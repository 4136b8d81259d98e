//! Pure state transition function

use super::{Effect, Event, Turn, TurnState};
use crate::inference::{PredictionRequest, PredictionResult};
use thiserror::Error;

/// Shown in place of the reply whenever a turn fails; the raw error is only logged
pub const APOLOGY: &str = "⚠️ Sorry, something went wrong calling the model.";

/// Result of a state transition
#[derive(Debug)]
pub struct TransitionResult {
    pub new_state: TurnState,
    pub effects: Vec<Effect>,
}

impl TransitionResult {
    pub fn new(state: TurnState) -> Self {
        Self {
            new_state: state,
            effects: vec![],
        }
    }

    pub fn with_effect(mut self, effect: Effect) -> Self {
        self.effects.push(effect);
        self
    }

    pub fn with_effects(mut self, effects: impl IntoIterator<Item = Effect>) -> Self {
        self.effects.extend(effects);
        self
    }
}

/// Reasons an event is refused
///
/// `EmptyInput` and `TurnPending` are input gating, not faults: the runtime
/// drops them without telling the user.
#[derive(Debug, Error, PartialEq, Eq)]
pub enum TransitionError {
    #[error("Input is empty")]
    EmptyInput,
    #[error("A reply is still pending")]
    TurnPending,
    #[error("No turn is pending")]
    NoPendingTurn,
    #[error("Result for turn {got} does not match pending turn {expected}")]
    TurnMismatch { expected: String, got: String },
}

impl TransitionError {
    /// Submissions refused by the input gate
    pub fn is_input_gate(&self) -> bool {
        matches!(self, Self::EmptyInput | Self::TurnPending)
    }
}

/// Pure transition function
///
/// Given the same inputs it always produces the same outputs, with no I/O.
pub fn transition(state: &TurnState, event: Event) -> Result<TransitionResult, TransitionError> {
    match (state, event) {
        // Idle + Submit -> Pending
        (
            TurnState::Idle,
            Event::Submit {
                turn_id,
                text,
                submitted_at,
            },
        ) => {
            let trimmed = text.trim();
            if trimmed.is_empty() {
                return Err(TransitionError::EmptyInput);
            }

            let turn = Turn::new(turn_id.clone(), trimmed, submitted_at).begin();
            let request = PredictionRequest::for_message(trimmed);

            Ok(TransitionResult::new(TurnState::Pending { turn }).with_effects([
                Effect::AppendUserMessage {
                    text: trimmed.to_string(),
                },
                Effect::ScrollToLatest,
                Effect::ClearInput,
                Effect::input_enabled(false),
                Effect::ShowPending {
                    turn_id: turn_id.clone(),
                },
                Effect::ScrollToLatest,
                Effect::RequestPrediction { turn_id, request },
            ]))
        }

        // One request in flight at a time; nothing is queued
        (TurnState::Pending { .. }, Event::Submit { .. }) => Err(TransitionError::TurnPending),

        // Pending + Resolve -> Done -> Idle
        (TurnState::Pending { turn }, Event::Resolve { turn_id, result }) => {
            if turn.id != turn_id {
                return Err(TransitionError::TurnMismatch {
                    expected: turn.id.clone(),
                    got: turn_id,
                });
            }

            let reply = match &result {
                PredictionResult::Success { text } => text.clone(),
                PredictionResult::Failure { .. } => APOLOGY.to_string(),
            };
            let finished = turn.clone().settle(result);

            Ok(TransitionResult::new(TurnState::Idle)
                .with_effect(Effect::CancelPending)
                .with_effect(Effect::RevealReply { text: reply })
                .with_effect(Effect::input_enabled(true))
                .with_effect(Effect::TurnFinished { turn: finished }))
        }

        (TurnState::Idle, Event::Resolve { .. }) => Err(TransitionError::NoPendingTurn),
    }
}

──────────

Among the lines in the data above, find those containing "impl" and give only how many there are.

3